Global Health for Women: COVID-19 and the Burden of Maternal Mortality
As a doctor, I am angry and frustrated by the disregard for human life demonstrated when people say that COVID-19 is a hoax. I have worked 24 hour shifts in my KN95 mask. I have participated in the complex process of donning gown, gloves, and masks worn over mask over masks. How can anyone ignore the numbers? How is it possible to refuse to see that each death represents a human life? Numerous people refuse to wear a mask or social distance. This level of disregard for others is horrifying.
I am a survivor of COVID-19, I experience a bond of empathy for anyone who has lost a family member during this pandemic. Although I have made a place for my empathy to remain alive and vital, my job as a scientist and physician demands my participation in addressing the disastrous effect of COVID-19. I have trained myself to be both empathetic and scientific. I understand that terms like ‘burden of disease’ allow us to measure the impact of the loss of an individual by studying the cause of death.

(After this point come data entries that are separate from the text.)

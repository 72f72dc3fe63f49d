//! Worker configuration from environment variables

use std::env;
use std::time::Duration;

use quotaguard_quota::{ConfigError, QuotaConfig};
use quotaguard_shared::PoolSettings;

/// Every 15 minutes, on the minute (seconds field first)
const DEFAULT_RECONCILE_CRON: &str = "0 */15 * * * *";
const DEFAULT_MAX_CONNECTIONS: u32 = 5;

#[derive(Debug, Clone)]
pub struct WorkerConfig {
    pub database_url: String,
    pub pool: PoolSettings,
    pub reconcile_cron: String,
    pub quota: QuotaConfig,
}

impl WorkerConfig {
    pub fn from_env() -> Result<Self, ConfigError> {
        let database_url =
            env::var("DATABASE_URL").map_err(|_| ConfigError::Missing("DATABASE_URL"))?;

        let max_connections = match env::var("DATABASE_MAX_CONNECTIONS") {
            Ok(value) => value
                .parse::<u32>()
                .ok()
                .filter(|n| *n > 0)
                .ok_or(ConfigError::Invalid {
                    key: "DATABASE_MAX_CONNECTIONS",
                    value,
                })?,
            Err(_) => DEFAULT_MAX_CONNECTIONS,
        };

        let reconcile_cron =
            env::var("RECONCILE_CRON").unwrap_or_else(|_| DEFAULT_RECONCILE_CRON.to_string());

        let quota = QuotaConfig::from_env()?;
        let pool = PoolSettings {
            max_connections,
            acquire_timeout: quota.store_timeout.min(Duration::from_secs(3)),
        };

        Ok(Self {
            database_url,
            pool,
            reconcile_cron,
            quota,
        })
    }
}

The CDC COVID Data Tracker: More than Numbers
The importance of monitoring the impact of COVID-19 during pregnancy enables us to better protect mothers and babies. The CDC COVID-19 tracker reports a total of 44,183 cases of COVID-19 in pregnancy which has resulted in 8,511 hospitalizations and 57 deaths. Each hospitalization requires a team of physicians- obstetrician, maternal-fetal-medicine specialist, intensivist, pulmonologist, ultrasonographer, nursing staff. The difficulty of caring for each expectant mother involves teams of specialist, both her and baby. This represents an enormous utilization of resources.
I remember the first COVID-19 patient admitted to the hospital. At the time, there were few ‘protocols’, if any. As physicians, we developed a community effort by collaborating with our colleagues working in nearby facilities.
It is challenging to confront a disease without the benefit of data or precedence, but we did it and both mom and baby survived.
The Burden of Maternal Mortality
The COVID-19 pandemic has proved that communities of physicians and scientists can work toward a common goal. My hope is that physicians and healthcare providers working in middle- and low- income countries will benefit from the increasing expansion of data and information, too.
Their work is all the daunting due economic factors. Many middle-and low-income countries face multiplicative challenges that include access to clean running water, fragile economies, war, and cross-border migration. Sheltering in place can be impossible and maintaining social distance may be life-threatening.
We will decrease the burden of maternal mortality when we work together.